### Collected data
········
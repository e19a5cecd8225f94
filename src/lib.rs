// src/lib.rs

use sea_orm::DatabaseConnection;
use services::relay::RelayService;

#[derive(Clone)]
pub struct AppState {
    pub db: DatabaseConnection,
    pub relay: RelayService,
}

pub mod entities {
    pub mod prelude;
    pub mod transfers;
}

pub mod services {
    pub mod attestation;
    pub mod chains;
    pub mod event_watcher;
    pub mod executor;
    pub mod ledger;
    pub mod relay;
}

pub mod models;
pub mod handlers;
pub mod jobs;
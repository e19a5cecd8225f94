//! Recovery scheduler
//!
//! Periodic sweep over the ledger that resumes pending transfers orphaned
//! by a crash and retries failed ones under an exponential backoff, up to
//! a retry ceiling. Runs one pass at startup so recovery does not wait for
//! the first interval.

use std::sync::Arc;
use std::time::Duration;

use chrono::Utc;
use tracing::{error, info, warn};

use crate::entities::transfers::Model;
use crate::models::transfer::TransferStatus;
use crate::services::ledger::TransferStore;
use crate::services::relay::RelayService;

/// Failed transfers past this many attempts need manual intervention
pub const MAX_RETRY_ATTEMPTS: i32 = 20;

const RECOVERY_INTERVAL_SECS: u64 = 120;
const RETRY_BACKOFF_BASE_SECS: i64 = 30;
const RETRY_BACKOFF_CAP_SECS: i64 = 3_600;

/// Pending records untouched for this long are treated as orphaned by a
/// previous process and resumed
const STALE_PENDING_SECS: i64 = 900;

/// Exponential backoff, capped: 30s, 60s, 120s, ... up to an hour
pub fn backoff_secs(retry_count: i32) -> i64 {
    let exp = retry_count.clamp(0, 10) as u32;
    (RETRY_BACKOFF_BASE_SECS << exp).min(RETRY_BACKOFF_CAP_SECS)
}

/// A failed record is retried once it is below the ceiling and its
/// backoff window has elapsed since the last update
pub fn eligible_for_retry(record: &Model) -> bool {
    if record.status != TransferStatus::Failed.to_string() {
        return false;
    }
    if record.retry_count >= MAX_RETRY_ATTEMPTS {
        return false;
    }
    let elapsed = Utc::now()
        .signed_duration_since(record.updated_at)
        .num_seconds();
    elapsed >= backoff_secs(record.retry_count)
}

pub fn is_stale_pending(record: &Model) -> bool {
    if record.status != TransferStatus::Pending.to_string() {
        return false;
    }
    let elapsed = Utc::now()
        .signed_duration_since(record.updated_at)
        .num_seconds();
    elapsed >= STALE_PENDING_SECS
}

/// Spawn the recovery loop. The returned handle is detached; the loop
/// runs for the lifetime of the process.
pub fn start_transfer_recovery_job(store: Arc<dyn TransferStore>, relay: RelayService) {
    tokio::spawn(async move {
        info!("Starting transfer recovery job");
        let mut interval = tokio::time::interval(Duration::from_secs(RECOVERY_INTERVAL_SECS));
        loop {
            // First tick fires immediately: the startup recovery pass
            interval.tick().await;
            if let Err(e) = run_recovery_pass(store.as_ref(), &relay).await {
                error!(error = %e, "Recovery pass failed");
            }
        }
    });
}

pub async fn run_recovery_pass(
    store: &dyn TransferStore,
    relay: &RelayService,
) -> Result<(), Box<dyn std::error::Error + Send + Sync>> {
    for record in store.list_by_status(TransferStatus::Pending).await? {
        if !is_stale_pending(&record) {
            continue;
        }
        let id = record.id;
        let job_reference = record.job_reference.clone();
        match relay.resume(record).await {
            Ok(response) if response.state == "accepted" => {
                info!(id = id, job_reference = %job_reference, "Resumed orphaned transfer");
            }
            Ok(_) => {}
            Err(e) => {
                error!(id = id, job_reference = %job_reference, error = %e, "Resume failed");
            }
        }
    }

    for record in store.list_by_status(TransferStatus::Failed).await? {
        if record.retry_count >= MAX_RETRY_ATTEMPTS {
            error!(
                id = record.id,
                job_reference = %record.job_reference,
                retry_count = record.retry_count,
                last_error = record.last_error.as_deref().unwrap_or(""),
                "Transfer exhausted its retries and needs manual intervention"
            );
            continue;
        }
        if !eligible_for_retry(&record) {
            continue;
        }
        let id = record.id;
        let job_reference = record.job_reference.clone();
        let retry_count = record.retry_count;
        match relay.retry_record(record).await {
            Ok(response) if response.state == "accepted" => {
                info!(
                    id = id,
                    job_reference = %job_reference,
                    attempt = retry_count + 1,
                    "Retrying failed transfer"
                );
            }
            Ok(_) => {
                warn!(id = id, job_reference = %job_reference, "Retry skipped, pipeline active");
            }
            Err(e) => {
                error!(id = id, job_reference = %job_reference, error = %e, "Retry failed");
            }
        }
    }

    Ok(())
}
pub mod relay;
········
### EXERCISE GOAL
Transcribe all the entries, keeping each one exactly as it is.

### RESULT OF THE EXERCISE
repository e19a5cecd8225f94
filename src/lib.rs
// src/lib.rs

use sea_orm::DatabaseConnection;
use services::relay::RelayService;

#[derive(Clone)]
pub struct AppState {
    pub db: DatabaseConnection,
    pub relay: RelayService,
}

pub mod entities {
    pub mod prelude;
    pub mod transfers;
}

pub mod services {
    pub mod attestation;
    pub mod chains;
    pub mod event_watcher;
    pub mod executor;
    pub mod ledger;
    pub mod relay;
}

pub mod models;
pub mod handlers;
pub mod jobs;
repository e19a5cecd8225f94
//! Recovery scheduler
//!
//! Periodic sweep over the ledger that resumes pending transfers orphaned
//! by a crash and retries failed ones under an exponential backoff, up to
//! a retry ceiling. Runs one pass at startup so recovery does not wait for
//! the first interval.

use std::sync::Arc;
use std::time::Duration;

use chrono::Utc;
use tracing::{error, info, warn};

use crate::entities::transfers::Model;
use crate::models::transfer::TransferStatus;
use crate::services::ledger::TransferStore;
use crate::services::relay::RelayService;

/// Failed transfers past this many attempts need manual intervention
pub const MAX_RETRY_ATTEMPTS: i32 = 20;

const RECOVERY_INTERVAL_SECS: u64 = 120;
const RETRY_BACKOFF_BASE_SECS: i64 = 30;
const RETRY_BACKOFF_CAP_SECS: i64 = 3_600;

/// Pending records untouched for this long are treated as orphaned by a
/// previous process and resumed
const STALE_PENDING_SECS: i64 = 900;

/// Exponential backoff, capped: 30s, 60s, 120s, ... up to an hour
pub fn backoff_secs(retry_count: i32) -> i64 {
    let exp = retry_count.clamp(0, 10) as u32;
    (RETRY_BACKOFF_BASE_SECS << exp).min(RETRY_BACKOFF_CAP_SECS)
}

/// A failed record is retried once it is below the ceiling and its
/// backoff window has elapsed since the last update
pub fn eligible_for_retry(record: &Model) -> bool {
    if record.status != TransferStatus::Failed.to_string() {
        return false;
    }
    if record.retry_count >= MAX_RETRY_ATTEMPTS {
        return false;
    }
    let elapsed = Utc::now()
        .signed_duration_since(record.updated_at)
        .num_seconds();
    elapsed >= backoff_secs(record.retry_count)
}

pub fn is_stale_pending(record: &Model) -> bool {
    if record.status != TransferStatus::Pending.to_string() {
        return false;
    }
    let elapsed = Utc::now()
        .signed_duration_since(record.updated_at)
        .num_seconds();
    elapsed >= STALE_PENDING_SECS
}

/// Spawn the recovery loop. The returned handle is detached; the loop
/// runs for the lifetime of the process.
pub fn start_transfer_recovery_job(store: Arc<dyn TransferStore>, relay: RelayService) {
    tokio::spawn(async move {
        info!("Starting transfer recovery job");
        let mut interval = tokio::time::interval(Duration::from_secs(RECOVERY_INTERVAL_SECS));
        loop {
            // First tick fires immediately: the startup recovery pass
            interval.tick().await;
            if let Err(e) = run_recovery_pass(store.as_ref(), &relay).await {
                error!(error = %e, "Recovery pass failed");
            }
        }
    });
}

pub async fn run_recovery_pass(
    store: &dyn TransferStore,
    relay: &RelayService,
) -> Result<(), Box<dyn std::error::Error + Send + Sync>> {
    for record in store.list_by_status(TransferStatus::Pending).await? {
        if !is_stale_pending(&record) {
            continue;
        }
        let id = record.id;
        let job_reference = record.job_reference.clone();
        match relay.resume(record).await {
            Ok(response) if response.state == "accepted" => {
                info!(id = id, job_reference = %job_reference, "Resumed orphaned transfer");
            }
            Ok(_) => {}
            Err(e) => {
                error!(id = id, job_reference = %job_reference, error = %e, "Resume failed");
            }
        }
    }

    for record in store.list_by_status(TransferStatus::Failed).await? {
        if record.retry_count >= MAX_RETRY_ATTEMPTS {
            error!(
                id = record.id,
                job_reference = %record.job_reference,
                retry_count = record.retry_count,
                last_error = record.last_error.as_deref().unwrap_or(""),
                "Transfer exhausted its retries and needs manual intervention"
            );
            continue;
        }
        if !eligible_for_retry(&record) {
            continue;
        }
        let id = record.id;
        let job_reference = record.job_reference.clone();
        let retry_count = record.retry_count;
        match relay.retry_record(record).await {
            Ok(response) if response.state == "accepted" => {
                info!(
                    id = id,
                    job_reference = %job_reference,
                    attempt = retry_count + 1,
                    "Retrying failed transfer"
                );
            }
            Ok(_) => {
                warn!(id = id, job_reference = %job_reference, "Retry skipped, pipeline active");
            }
            Err(e) => {
                error!(id = id, job_reference = %job_reference, error = %e, "Retry failed");
            }
        }
    }

    Ok(())
}
pub mod relay;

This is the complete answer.